248. Time to List Your: Known-Knowns to Unknown-Unknowns

“As we know, there are known knowns; there are things we know we know. … But there are also unknown unknowns—the ones we don’t know we don’t know”.     Donald Rumsfeld (2-12-02)

From Ridicule to Daily Realities  

The media ridiculed Rumsfeld’s quote in ’02. Today? As the global economy tries to reboot with sledgehammer “help” from both governments and central banks, surprise snafus are the New Normal.

Nobody knows what will happen next. Economists can’t agree on anything. Their forecast-misses are comical. And, whether our Fed allows interest rates to rise or not, there could be bad outcomes.

Distributors’ most urgent problems are with shortages for both hourly workers and product. For now – product shortages and inflation are airbrushing distributors’ financial results. But, when might – busts, gluts and deflation – follow our present sugar-high recovery?

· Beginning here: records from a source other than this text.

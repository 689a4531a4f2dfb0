// SPDX-License-Identifier: Apache-2.0
// Copyright (c) 2025 Au-Zone Technologies. All Rights Reserved.

//! Page sized shared memory segment coordinating the control and data sides
//! of one overlay.
//!
//! The segment is created by the control side (which owns its lifetime) and
//! attached by the data side through the file descriptor carried in the
//! overlay handle. Every field besides the marker and size lives behind a
//! process-shared mutex and is only reachable through [`SharedGuard`].

use crate::{
    config::{Camera, SourceConfig},
    error::{OverlayError, Result},
    geometry::Size,
};
use std::{
    ffi::CStr,
    io,
    mem::{size_of, MaybeUninit},
    ops::{Deref, DerefMut},
    os::fd::{AsFd, AsRawFd, BorrowedFd, FromRawFd, OwnedFd},
    ptr::{null_mut, write_bytes, NonNull},
};
use tracing::{debug, error, trace, warn};

/// Written at creation, checked by every attach ("OVRLYSHM" on a phone keypad).
pub const SHARED_MARKER: u32 = 0x6875_9746;

const SEGMENT_NAME: &CStr = c"overlay_data";

/// Mutable cross-process state. Each readiness flag has a single writer
/// (`control_ready` the control side, `data_ready` the data side); streaming
/// state and the queue counter are changed by whichever side holds the lock.
#[repr(C)]
#[derive(Debug, Default)]
pub struct SharedState {
    control_ready: u32,
    data_ready: u32,
    stream_en: u32,
    disp_w: u32,
    disp_h: u32,
    qd_buf_count: u32,
    camera_vendor: u32,
    camera_num: u32,
    vt_mode: u32,
    camera_check: u32,
}

impl SharedState {
    pub fn control_ready(&self) -> bool {
        self.control_ready != 0
    }

    pub fn set_control_ready(&mut self, ready: bool) {
        self.control_ready = ready as u32;
    }

    pub fn data_ready(&self) -> bool {
        self.data_ready != 0
    }

    pub fn set_data_ready(&mut self, ready: bool) {
        self.data_ready = ready as u32;
    }

    /// Both sides have supplied enough configuration to stream.
    pub fn ready(&self) -> bool {
        self.control_ready() && self.data_ready()
    }

    pub fn streaming(&self) -> bool {
        self.stream_en != 0
    }

    pub(crate) fn set_streaming(&mut self, on: bool) {
        self.stream_en = on as u32;
    }

    pub fn display(&self) -> Size {
        Size::new(self.disp_w, self.disp_h)
    }

    pub fn set_display(&mut self, display: Size) {
        self.disp_w = display.width;
        self.disp_h = display.height;
    }

    /// Buffers submitted to hardware and not yet reclaimed.
    pub fn queued(&self) -> u32 {
        self.qd_buf_count
    }

    /// Counts one more queued buffer, never exceeding `capacity`.
    pub fn note_queued(&mut self, capacity: u32) {
        if self.qd_buf_count < capacity {
            self.qd_buf_count += 1;
        }
    }

    pub fn note_dequeued(&mut self) {
        self.qd_buf_count = self.qd_buf_count.saturating_sub(1);
    }

    pub(crate) fn reset_queue(&mut self) {
        self.qd_buf_count = 0;
    }

    pub fn source(&self) -> SourceConfig {
        SourceConfig {
            camera: match self.camera_num {
                0 => Camera::Back,
                _ => Camera::Front,
            },
            vt_mode: self.vt_mode != 0,
            orientation_check: self.camera_check != 0,
            crop_check: false,
            vendor: self.camera_vendor != 0,
        }
    }

    pub fn set_source(&mut self, source: &SourceConfig) {
        self.camera_num = (source.camera == Camera::Front) as u32;
        self.vt_mode = source.vt_mode as u32;
        self.camera_check = source.orientation_check as u32;
        self.camera_vendor = source.vendor as u32;
    }
}

#[repr(C)]
struct SharedLayout {
    marker: u32,
    size: u32,
    lock: libc::pthread_mutex_t,
    state: SharedState,
}

/// A mapping of the shared state segment.
///
/// The creating side destroys the mutex, clears the marker and releases the
/// region when dropped; an attached mapping only unmaps.
pub struct SharedSegment {
    ptr: NonNull<SharedLayout>,
    size: usize,
    fd: OwnedFd,
    owner: bool,
}

// SAFETY: all mutable state is behind the process-shared mutex; marker and
// size are written once before the segment is published.
unsafe impl Send for SharedSegment {}
unsafe impl Sync for SharedSegment {}

fn page_size() -> usize {
    match unsafe { libc::sysconf(libc::_SC_PAGESIZE) } {
        n if n > 0 => n as usize,
        _ => 4096,
    }
}

fn check(rc: libc::c_int) -> io::Result<()> {
    match rc {
        0 => Ok(()),
        rc => Err(io::Error::from_raw_os_error(rc)),
    }
}

fn map(fd: BorrowedFd, size: usize) -> io::Result<NonNull<SharedLayout>> {
    let ptr = unsafe {
        libc::mmap(
            null_mut(),
            size,
            libc::PROT_READ | libc::PROT_WRITE,
            libc::MAP_SHARED,
            fd.as_raw_fd(),
            0,
        )
    };
    if ptr == libc::MAP_FAILED {
        return Err(io::Error::last_os_error());
    }
    NonNull::new(ptr.cast()).ok_or_else(|| io::Error::other("mmap returned null"))
}

unsafe fn init_mutex(lock: *mut libc::pthread_mutex_t) -> io::Result<()> {
    let mut attr = MaybeUninit::<libc::pthread_mutexattr_t>::uninit();
    check(libc::pthread_mutexattr_init(attr.as_mut_ptr()))?;
    let attr = attr.as_mut_ptr();
    let rc = check(libc::pthread_mutexattr_setpshared(
        attr,
        libc::PTHREAD_PROCESS_SHARED,
    ))
    .and_then(|_| {
        check(libc::pthread_mutexattr_settype(
            attr,
            libc::PTHREAD_MUTEX_ERRORCHECK,
        ))
    })
    .and_then(|_| check(libc::pthread_mutex_init(lock, attr)));
    libc::pthread_mutexattr_destroy(attr);
    rc
}

impl SharedSegment {
    /// Allocates, zeroes and initialises a new page sized segment.
    pub fn create() -> Result<Self> {
        let size = page_size();
        debug_assert!(size_of::<SharedLayout>() <= size);

        let raw = unsafe { libc::memfd_create(SEGMENT_NAME.as_ptr(), libc::MFD_CLOEXEC) };
        if raw < 0 {
            return Err(OverlayError::Allocation(io::Error::last_os_error()));
        }
        let fd = unsafe { OwnedFd::from_raw_fd(raw) };

        if unsafe { libc::ftruncate(fd.as_raw_fd(), size as libc::off_t) } < 0 {
            return Err(OverlayError::Allocation(io::Error::last_os_error()));
        }

        let ptr = map(fd.as_fd(), size).map_err(OverlayError::Allocation)?;

        unsafe {
            let layout = ptr.as_ptr();
            write_bytes(layout.cast::<u8>(), 0, size);
            (*layout).marker = SHARED_MARKER;
            (*layout).size = size as u32;
            if let Err(err) = init_mutex(&raw mut (*layout).lock) {
                error!("failed to initialize shared overlay mutex: {err}");
                libc::munmap(layout.cast(), size);
                return Err(OverlayError::Allocation(err));
            }
        }

        debug!("created shared segment fd={} size={size}", fd.as_raw_fd());
        Ok(Self {
            ptr,
            size,
            fd,
            owner: true,
        })
    }

    /// Maps a segment created by the other side.
    ///
    /// Marker and size are read through the descriptor before anything is
    /// mapped, so a stale or foreign segment never enters our address space.
    pub fn attach(fd: BorrowedFd, size: usize) -> Result<Self> {
        if size < size_of::<SharedLayout>() {
            return Err(OverlayError::InvalidSegment("size too small"));
        }

        let mut header = [0u8; 8];
        let n = unsafe {
            libc::pread(
                fd.as_raw_fd(),
                header.as_mut_ptr().cast(),
                header.len(),
                0,
            )
        };
        if n < 0 {
            return Err(OverlayError::Io(io::Error::last_os_error()));
        }
        if n as usize != header.len() {
            return Err(OverlayError::InvalidSegment("short read"));
        }

        let marker = u32::from_ne_bytes([header[0], header[1], header[2], header[3]]);
        let stored = u32::from_ne_bytes([header[4], header[5], header[6], header[7]]);
        if marker != SHARED_MARKER {
            error!("invalid overlay shared marker {marker:#010x}");
            return Err(OverlayError::InvalidSegment("marker mismatch"));
        }
        if stored as usize != size {
            error!("invalid overlay shared size {stored}, expected {size}");
            return Err(OverlayError::InvalidSegment("size mismatch"));
        }

        let fd = fd.try_clone_to_owned()?;
        let ptr = map(fd.as_fd(), size).map_err(OverlayError::Mapping)?;
        debug!("attached shared segment fd={} size={size}", fd.as_raw_fd());
        Ok(Self {
            ptr,
            size,
            fd,
            owner: false,
        })
    }

    /// Acquires the cross-process lock.
    pub fn lock(&self) -> Result<SharedGuard<'_>> {
        let rc = unsafe { libc::pthread_mutex_lock(&raw mut (*self.ptr.as_ptr()).lock) };
        check(rc)?;
        trace!("shared lock acquired");
        Ok(SharedGuard { segment: self })
    }

    pub fn fd(&self) -> BorrowedFd<'_> {
        self.fd.as_fd()
    }

    pub fn size(&self) -> usize {
        self.size
    }

    /// Tears the segment down. Equivalent to dropping it, spelled out for
    /// the control side's destroy path.
    pub fn destroy(self) {
        drop(self)
    }
}

impl Drop for SharedSegment {
    fn drop(&mut self) {
        let layout = self.ptr.as_ptr();
        unsafe {
            if self.owner {
                if libc::pthread_mutex_destroy(&raw mut (*layout).lock) != 0 {
                    warn!("failed to destroy shared overlay mutex");
                }
                (*layout).marker = 0;
            }
            if libc::munmap(layout.cast(), self.size) != 0 {
                warn!(
                    "failed to unmap shared segment: {}",
                    io::Error::last_os_error()
                );
            }
        }
        debug!(
            "{} shared segment fd={}",
            if self.owner { "destroyed" } else { "detached" },
            self.fd.as_raw_fd()
        );
    }
}

/// Exclusive access to the [`SharedState`], released on drop.
pub struct SharedGuard<'a> {
    segment: &'a SharedSegment,
}

impl Deref for SharedGuard<'_> {
    type Target = SharedState;

    fn deref(&self) -> &SharedState {
        unsafe { &(*self.segment.ptr.as_ptr()).state }
    }
}

impl DerefMut for SharedGuard<'_> {
    fn deref_mut(&mut self) -> &mut SharedState {
        unsafe { &mut (*self.segment.ptr.as_ptr()).state }
    }
}

impl Drop for SharedGuard<'_> {
    fn drop(&mut self) {
        let lock = unsafe { &raw mut (*self.segment.ptr.as_ptr()).lock };
        let rc = unsafe { libc::pthread_mutex_unlock(lock) };
        if rc != 0 {
            let err = io::Error::from_raw_os_error(rc);
            error!("failed to release shared lock: {err}");
        }
    }
}

#[cfg(test)]
mod tests {
    use super::*;

    fn poke(fd: BorrowedFd, offset: i64, value: u32) {
        let bytes = value.to_ne_bytes();
        let n = unsafe {
            libc::pwrite(
                fd.as_raw_fd(),
                bytes.as_ptr().cast(),
                bytes.len(),
                offset as libc::off_t,
            )
        };
        assert_eq!(n, 4);
    }

    #[test]
    fn attach_sees_creator_state() {
        let seg = SharedSegment::create().unwrap();
        {
            let mut state = seg.lock().unwrap();
            state.set_display(Size::new(480, 800));
            state.set_control_ready(true);
        }

        let other = SharedSegment::attach(seg.fd(), seg.size()).unwrap();
        {
            let mut state = other.lock().unwrap();
            assert!(state.control_ready());
            assert!(!state.data_ready());
            assert_eq!(state.display(), Size::new(480, 800));
            state.set_data_ready(true);
        }
        assert!(seg.lock().unwrap().ready());
    }

    #[test]
    fn attach_rejects_corrupt_marker() {
        let seg = SharedSegment::create().unwrap();
        poke(seg.fd(), 0, 0xdead_beef);
        let err = SharedSegment::attach(seg.fd(), seg.size()).err().unwrap();
        assert!(matches!(err, OverlayError::InvalidSegment(_)));
    }

    #[test]
    fn attach_rejects_size_mismatch() {
        let seg = SharedSegment::create().unwrap();
        let err = SharedSegment::attach(seg.fd(), seg.size() * 2)
            .err()
            .unwrap();
        assert!(matches!(err, OverlayError::InvalidSegment(_)));

        let err = SharedSegment::attach(seg.fd(), 4).err().unwrap();
        assert!(matches!(err, OverlayError::InvalidSegment(_)));
    }

    #[test]
    fn destroy_clears_marker() {
        let seg = SharedSegment::create().unwrap();
        let fd = seg.fd().try_clone_to_owned().unwrap();
        let size = seg.size();
        seg.destroy();
        let err = SharedSegment::attach(fd.as_fd(), size).err().unwrap();
        assert!(matches!(err, OverlayError::InvalidSegment(_)));
    }

    #[test]
    fn relock_is_an_error_not_a_deadlock() {
        let seg = SharedSegment::create().unwrap();
        let _guard = seg.lock().unwrap();
        assert!(seg.lock().is_err());
    }

    #[test]
    fn queue_counter_bounds() {
        let mut state = SharedState::default();
        state.note_dequeued();
        assert_eq!(state.queued(), 0);
        for _ in 0..5 {
            state.note_queued(3);
        }
        assert_eq!(state.queued(), 3);
        state.reset_queue();
        assert_eq!(state.queued(), 0);
    }

    #[test]
    fn source_flags_survive_segment() {
        let source = SourceConfig {
            camera: Camera::Front,
            vt_mode: true,
            orientation_check: true,
            crop_check: false,
            vendor: true,
        };
        let mut state = SharedState::default();
        state.set_source(&source);
        assert_eq!(state.source(), source);
    }
}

Meanwhile, don’t ignore the on-going trend towards digital commerce. Zoomified, millennial, B2B buyers want Amazon-type buying experiences. How buddy-buddy will digital buyers be when shortages turn to gluts? Which makers and distributors will offer the new – selling, business and channel – models these buyers will reward?

What To Do?   

  1. Stay calm. In spite of hot-air opinions, nobody knows for sure what’s next.
  2. Start a running, evolving list of issues under four headings:
  • Known problems with Known solutions
  • Known problems with Unknown solutions
  • New problems that outside advisors can help identify
  • Wild guess scenarios for possible Unknown, Unknowns.
  1. Ask advisors to also: weigh priorities; and suggest adaptable solutions from other channels.
  2. Get customer profitability analytics. Use the insights and plays to: migrate towards a high-engagement environment; and focus everyone on doing more for best accounts while helping to transform losing accounts into winners.
  3. Step 4 will boost company – profits, confidence, and agility – to then deal with unknown surprises better than 90% of other distributors.
  4. Above all: stay humble. Get used to saying: “I don’t know, what do you think”. Think in scenarios with probabilities that change with new information. And, increase small experiments in which the learning benefits outweigh costs and risks.

Educational Help?

For achieving a high-engagement culture go to merrifieldact2.com and download my “Core Renewal Roadmap”. For customer profitability plays see my webinars 3 -7 under the “ecommerce 2023” tab. And, for new, selling models see webinars 8 -10.

By solving Known-Knowns and Known-Unknowns, you will boost corporate agility to handle the forthcoming Unknowns better than competitors.